Comparative analysis of the structures and properties of cellulose hydrogels prepared using different solvent systems

Abstract

Numerous studies have investigated the use of cellulose hydrogels produced via the dissolution–regeneration method. However, using different cellulose solvents, a comprehensive comparison of their structures and properties has yet to be reported. In this study, we prepared cellulose hydrogels using six different solvents: LiCl/N,N-dimethylacetamide (DMAc), 1-butyl-3-methylimidazolium chloride, NaOH/urea, ZnCl₂/AlCl₃, LiBr, and Ca(SCN)₂ solutions with the same cellulose concentration and evaluated their structure, transparency, and mechanical properties. Depending on the cellulose solvent used, significant differences in volume shrinkage were observed during regeneration and washing with water. The cellulose hydrogels prepared from LiCl/DMAc and NaOH/urea solutions showed the most significant volume shrinkage during regeneration and washing. Greater volume shrinkage resulted in a higher solid cellulose content in the hydrogel. A positive correlation exists between solid content and both elastic modulus and strength. The cellulose hydrogel prepared from LiCl/DMAc showed excellent mechanical properties: compressive modulus of 332 kPa, tensile modulus of almost 1000 kPa, and ultimate tensile strength of 523 kPa. The cellulose hydrogels prepared from LiBr and Ca(SCN)₂ solutions showed negligible volume shrinkage and lower solid content.
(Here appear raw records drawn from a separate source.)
// SPDX-License-Identifier: PMPL-1.0-or-later
// Copyright (c) 2026 Jonathan D.A. Jewell (hyperpolymath) <jonathan.jewell@open.ac.uk>
//
// Spooler capability.
//
// The gateway never talks to a print queue directly; it goes through this
// trait so the HTTP layer can be exercised against a scripted spooler and so
// a different backend (IPP, LPD) could be dropped in later.

use std::path::Path;

use async_trait::async_trait;
use printhook_core::error::Result;
use printhook_core::types::PrinterInfo;

/// OS print-queue operations the gateway depends on.
#[async_trait]
pub trait Spooler: Send + Sync {
    /// Snapshot every destination the spooler knows about.
    ///
    /// An installation with no destinations yields an empty list, not an
    /// error.
    async fn list_printers(&self) -> Result<Vec<PrinterInfo>>;

    /// Queue one job for `file` and return the spooler-assigned job id.
    ///
    /// `printer` of `None` targets the system default destination.
    async fn submit(&self, file: &Path, printer: Option<&str>, options: &[String])
    -> Result<String>;
}
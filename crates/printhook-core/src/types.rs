// SPDX-License-Identifier: PMPL-1.0-or-later
// Copyright (c) 2026 Jonathan D.A. Jewell (hyperpolymath) <jonathan.jewell@open.ac.uk>
//
// Core domain types for the printhook gateway.

use chrono::{DateTime, Utc};
use serde::{Deserialize, Serialize};

/// Image formats the gateway accepts for printing.
#[derive(Debug, Clone, Copy, PartialEq, Eq, Hash, Serialize, Deserialize)]
#[serde(rename_all = "lowercase")]
pub enum ImageKind {
    Png,
    Jpeg,
    Gif,
    Bmp,
    Webp,
}

impl ImageKind {
    /// Every accepted kind, in the order used for error messages.
    pub const ALL: [ImageKind; 5] = [
        Self::Png,
        Self::Jpeg,
        Self::Gif,
        Self::Bmp,
        Self::Webp,
    ];

    /// Canonical MIME type.
    pub fn mime_type(&self) -> &'static str {
        match self {
            Self::Png => "image/png",
            Self::Jpeg => "image/jpeg",
            Self::Gif => "image/gif",
            Self::Bmp => "image/bmp",
            Self::Webp => "image/webp",
        }
    }

    /// File extension used when staging the upload for the spooler.
    pub fn extension(&self) -> &'static str {
        match self {
            Self::Png => "png",
            Self::Jpeg => "jpg",
            Self::Gif => "gif",
            Self::Bmp => "bmp",
            Self::Webp => "webp",
        }
    }

    /// Resolve a declared `Content-Type`.  Parameters (`; charset=...`) are
    /// ignored.
    pub fn from_mime(mime: &str) -> Option<Self> {
        let essence = mime.split(';').next().unwrap_or_default().trim();
        match essence.to_ascii_lowercase().as_str() {
            "image/png" => Some(Self::Png),
            "image/jpeg" | "image/jpg" | "image/pjpeg" => Some(Self::Jpeg),
            "image/gif" => Some(Self::Gif),
            "image/bmp" | "image/x-bmp" | "image/x-ms-bmp" => Some(Self::Bmp),
            "image/webp" => Some(Self::Webp),
            _ => None,
        }
    }

    /// Infer the kind from a file extension.
    pub fn from_extension(ext: &str) -> Option<Self> {
        match ext.to_ascii_lowercase().as_str() {
            "png" => Some(Self::Png),
            "jpg" | "jpeg" => Some(Self::Jpeg),
            "gif" => Some(Self::Gif),
            "bmp" => Some(Self::Bmp),
            "webp" => Some(Self::Webp),
            _ => None,
        }
    }

    /// Infer the kind from the extension of a client-supplied file name.
    pub fn from_file_name(name: &str) -> Option<Self> {
        let (_, ext) = name.rsplit_once('.')?;
        Self::from_extension(ext)
    }

    /// Comma-separated list of accepted extensions, for error messages.
    pub fn accepted_list() -> String {
        Self::ALL
            .iter()
            .map(|k| k.extension())
            .collect::<Vec<_>>()
            .join(", ")
    }
}

/// Operational state of a spooler destination as reported by `lpstat -p`.
#[derive(Debug, Clone, Copy, PartialEq, Eq, Serialize, Deserialize)]
#[serde(rename_all = "lowercase")]
pub enum PrinterState {
    Idle,
    Printing,
    Disabled,
    Unknown,
}

/// Read-only snapshot of one spooler destination.
#[derive(Debug, Clone, PartialEq, Eq, Serialize, Deserialize)]
pub struct PrinterInfo {
    pub name: String,
    pub state: PrinterState,
    /// Whether the queue currently admits new jobs.
    pub accepting_jobs: bool,
    /// Whether this is the system default destination.
    pub is_default: bool,
}

impl PrinterInfo {
    /// A printer is usable when it is enabled and accepting jobs.
    pub fn is_available(&self) -> bool {
        self.accepting_jobs && self.state != PrinterState::Disabled
    }
}

/// Result of one successful spooler submission.
#[derive(Debug, Clone, PartialEq, Eq, Serialize, Deserialize)]
pub struct JobReceipt {
    /// Spooler-assigned job identifier (e.g. `Canon_G3010-42`).
    pub job_id: String,
    /// 1-based index of the copy this job carries.
    pub copy: u32,
    pub submitted_at: DateTime<Utc>,
}

/// Overall health reported by `GET /health`.
#[derive(Debug, Clone, Copy, PartialEq, Eq, Serialize, Deserialize)]
#[serde(rename_all = "lowercase")]
pub enum HealthStatus {
    Ok,
    Degraded,
}

#[cfg(test)]
mod tests {
    use super::*;

    #[test]
    fn mime_parameters_are_ignored() {
        assert_eq!(
            ImageKind::from_mime("image/PNG; charset=binary"),
            Some(ImageKind::Png)
        );
        assert_eq!(ImageKind::from_mime("application/pdf"), None);
    }

    #[test]
    fn file_name_extension_lookup() {
        assert_eq!(ImageKind::from_file_name("holiday.JPEG"), Some(ImageKind::Jpeg));
        assert_eq!(ImageKind::from_file_name("archive.tar.webp"), Some(ImageKind::Webp));
        assert_eq!(ImageKind::from_file_name("README"), None);
        assert_eq!(ImageKind::from_file_name("notes.txt"), None);
    }

    #[test]
    fn accepted_list_covers_all_kinds() {
        assert_eq!(ImageKind::accepted_list(), "png, jpg, gif, bmp, webp");
    }

    #[test]
    fn disabled_printer_is_not_available() {
        let p = PrinterInfo {
            name: "Canon".into(),
            state: PrinterState::Disabled,
            accepting_jobs: true,
            is_default: true,
        };
        assert!(!p.is_available());
    }

    #[test]
    fn printer_info_serialises_lowercase_state() {
        let p = PrinterInfo {
            name: "Canon".into(),
            state: PrinterState::Idle,
            accepting_jobs: true,
            is_default: false,
        };
        let json = serde_json::to_value(&p).expect("serialise");
        assert_eq!(json["state"], "idle");
        assert_eq!(json["accepting_jobs"], true);
    }
}
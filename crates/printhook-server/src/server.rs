// SPDX-License-Identifier: PMPL-1.0-or-later
// Copyright (c) 2026 Jonathan D.A. Jewell (hyperpolymath) <jonathan.jewell@open.ac.uk>
//
// Listener lifecycle: bind, log what we will print to, serve until SIGINT or
// SIGTERM (the process supervisor's stop signal), then drain.

use std::sync::Arc;

use tokio::net::TcpListener;
use tracing::{info, warn};

use printhook_core::config::GatewayConfig;
use printhook_core::error::{GatewayError, Result};
use printhook_print::Spooler;

use crate::router::build_router;
use crate::state::AppState;

/// Run the gateway until a shutdown signal arrives.
///
/// # Errors
///
/// Returns an error if the listener cannot be bound or the server loop
/// fails.
pub async fn serve(config: GatewayConfig, spooler: Arc<dyn Spooler>) -> Result<()> {
    let addr = config.socket_addr();
    if !addr.ip().is_loopback() {
        warn!(addr = %addr, "binding a non-loopback address; the gateway is meant to sit behind the tunnel");
    }

    let state = AppState::new(config, spooler);
    log_target_printer(&state).await;

    let listener = TcpListener::bind(addr)
        .await
        .map_err(|e| GatewayError::Io(std::io::Error::new(e.kind(), format!("bind {addr}: {e}"))))?;

    info!(
        addr = %addr,
        workers = state.config.workers,
        max_copies = state.config.max_copies,
        "printhook listening"
    );

    axum::serve(listener, build_router(state))
        .with_graceful_shutdown(shutdown_signal())
        .await?;

    info!("printhook stopped");
    Ok(())
}

/// Startup banner: which printer jobs will land on.
async fn log_target_printer(state: &AppState) {
    match state.printing.target_printer().await {
        Ok(Some(printer)) => info!(
            printer = %printer.name,
            accepting = printer.accepting_jobs,
            options = ?state.config.print_options,
            "print target resolved"
        ),
        Ok(None) => warn!(
            configured = state.printing.configured_printer().unwrap_or("<default>"),
            "no printer configured or found; /print will fail until one is added"
        ),
        Err(e) => warn!(error = %e, "could not query the spooler at startup"),
    }
}

async fn shutdown_signal() {
    let ctrl_c = async {
        if let Err(e) = tokio::signal::ctrl_c().await {
            warn!(error = %e, "failed to listen for ctrl-c");
            std::future::pending::<()>().await;
        }
    };

    #[cfg(unix)]
    let terminate = async {
        match tokio::signal::unix::signal(tokio::signal::unix::SignalKind::terminate()) {
            Ok(mut sigterm) => {
                sigterm.recv().await;
            }
            Err(e) => {
                warn!(error = %e, "failed to listen for SIGTERM");
                std::future::pending::<()>().await;
            }
        }
    };

    #[cfg(not(unix))]
    let terminate = std::future::pending::<()>();

    tokio::select! {
        _ = ctrl_c => {}
        _ = terminate => {}
    }
    info!("shutdown signal received; draining in-flight requests");
}
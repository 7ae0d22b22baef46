use thiserror::Error;

/// Unified error type for the entire finance-forecast-core library.
/// Every public function returns `Result<T, CoreError>`.
#[derive(Debug, Error)]
pub enum CoreError {
    // ── Analysis ────────────────────────────────────────────────────
    #[error("No data available to compute statistics")]
    EmptyInput,

    #[error("Insufficient history to forecast: need at least 2 months, found {found}")]
    InsufficientHistory { found: usize },

    // ── Business Logic ──────────────────────────────────────────────
    #[error("Validation failed: {0}")]
    ValidationError(String),

    #[error("Account not found: {0}")]
    AccountNotFound(String),

    // ── Data source (external storage collaborator) ─────────────────
    #[error("Data source error: {0}")]
    DataSource(String),

    // ── Serialization ───────────────────────────────────────────────
    #[error("Serialization error: {0}")]
    Serialization(String),

    #[error("Deserialization error: {0}")]
    Deserialization(String),
}

impl CoreError {
    /// True for errors the dashboard assembler degrades to an empty/zero
    /// result instead of surfacing to the caller.
    #[must_use]
    pub fn is_recoverable(&self) -> bool {
        matches!(
            self,
            CoreError::EmptyInput | CoreError::InsufficientHistory { .. }
        )
    }
}

// ── Conversion helpers (From impls) ─────────────────────────────────

impl From<serde_json::Error> for CoreError {
    fn from(e: serde_json::Error) -> Self {
        if e.is_io() {
            CoreError::Serialization(e.to_string())
        } else {
            CoreError::Deserialization(e.to_string())
        }
    }
}
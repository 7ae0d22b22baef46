use tracing::debug;

use crate::errors::CoreError;
use crate::models::forecast::{ForecastPoint, HistoryPoint, LinearFit};

/// Projects future monthly income with an ordinary least-squares line.
///
/// The regression runs over index positions `0..n` of the history, not over
/// calendar distance: a history with gap months is treated as evenly spaced.
pub struct ForecastService {
    /// Floor predictions at zero (negative income is not meaningful)
    clamp_negative: bool,
}

impl ForecastService {
    pub fn new() -> Self {
        Self {
            clamp_negative: true,
        }
    }

    /// Forecaster that optionally leaves negative predictions unclamped.
    pub fn with_clamping(clamp_negative: bool) -> Self {
        Self { clamp_negative }
    }

    /// Fit `y = a + b·x` over `x = 0, 1, ..., n-1`.
    ///
    /// - `b = Σ(x - x̄)(y - ȳ) / Σ(x - x̄)²`
    /// - `a = ȳ - b·x̄`
    pub fn fit_linear(&self, values: &[f64]) -> Result<LinearFit, CoreError> {
        let n = values.len();
        if n < 2 {
            return Err(CoreError::InsufficientHistory { found: n });
        }

        let x_mean = (n - 1) as f64 / 2.0;
        let y_mean = values.iter().sum::<f64>() / n as f64;

        let mut sxy = 0.0;
        let mut sxx = 0.0;
        for (i, y) in values.iter().enumerate() {
            let dx = i as f64 - x_mean;
            sxy += dx * (y - y_mean);
            sxx += dx * dx;
        }

        if sxx == 0.0 {
            return Err(CoreError::InsufficientHistory { found: n });
        }

        let slope = sxy / sxx;
        Ok(LinearFit {
            slope,
            intercept: y_mean - slope * x_mean,
        })
    }

    /// Predict income for the `horizon` months following the last history point.
    ///
    /// `history` must be ordered oldest first. Returns exactly `horizon`
    /// points labelled with consecutive calendar months.
    pub fn forecast(
        &self,
        history: &[HistoryPoint],
        horizon: u32,
    ) -> Result<Vec<ForecastPoint>, CoreError> {
        if horizon == 0 {
            return Err(CoreError::ValidationError(
                "forecast horizon must be at least 1 month".into(),
            ));
        }
        if let Some(bad) = history.iter().find(|p| !p.income.is_finite()) {
            return Err(CoreError::ValidationError(format!(
                "history income for {} is not finite",
                bad.month
            )));
        }

        let values: Vec<f64> = history.iter().map(|p| p.income).collect();
        let fit = self.fit_linear(&values)?;
        let last_index = (values.len() - 1) as f64;
        // fit_linear guarantees at least two points
        let last_month = history[history.len() - 1].month;

        debug!(
            slope = fit.slope,
            intercept = fit.intercept,
            points = values.len(),
            horizon,
            "fitted income regression"
        );

        Ok((1..=horizon)
            .map(|k| {
                let raw = fit.predict(last_index + f64::from(k));
                let predicted_income = if self.clamp_negative { raw.max(0.0) } else { raw };
                ForecastPoint {
                    month: last_month.advance(k),
                    predicted_income,
                }
            })
            .collect())
    }
}

impl Default for ForecastService {
    fn default() -> Self {
        Self::new()
    }
}
use serde::{Deserialize, Serialize};
use uuid::Uuid;

use super::account::Account;
use super::analytics::round_to;
use super::transaction::Transaction;

/// Account entry as listed on the dashboard.
#[derive(Debug, Clone, PartialEq, Serialize, Deserialize)]
pub struct AccountSummary {
    pub id: Uuid,
    pub name: String,
    pub balance: f64,
}

impl From<&Account> for AccountSummary {
    fn from(account: &Account) -> Self {
        Self {
            id: account.id,
            name: account.name.clone(),
            balance: account.balance,
        }
    }
}

/// Everything the main dashboard page renders in one payload.
#[derive(Debug, Clone, PartialEq, Serialize, Deserialize)]
pub struct DashboardData {
    /// Sum of all account balances
    pub net_worth: f64,

    /// Income booked in the current month
    pub monthly_income: f64,

    /// Expenses booked in the current month
    pub monthly_expense: f64,

    /// All of the user's accounts
    pub accounts: Vec<AccountSummary>,

    /// Most recent transactions, newest first
    pub recent_transactions: Vec<Transaction>,
}

impl DashboardData {
    /// Round the money totals for display. Account balances and the
    /// transaction list are passed through as stored.
    #[must_use]
    pub fn rounded(&self, decimals: u32) -> Self {
        Self {
            net_worth: round_to(self.net_worth, decimals),
            monthly_income: round_to(self.monthly_income, decimals),
            monthly_expense: round_to(self.monthly_expense, decimals),
            accounts: self.accounts.clone(),
            recent_transactions: self.recent_transactions.clone(),
        }
    }
}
However, the elastic modulus and strength of the hydrogels were relatively high despite their solid content due to the three-dimensional network structure composed of nanofibers. Moreover, the transparency was higher for the hydrogels prepared from LiCl/DMAc with amorphous cellulose and a uniform internal structure. These findings could assist in customizing the material properties of cellulose hydrogels.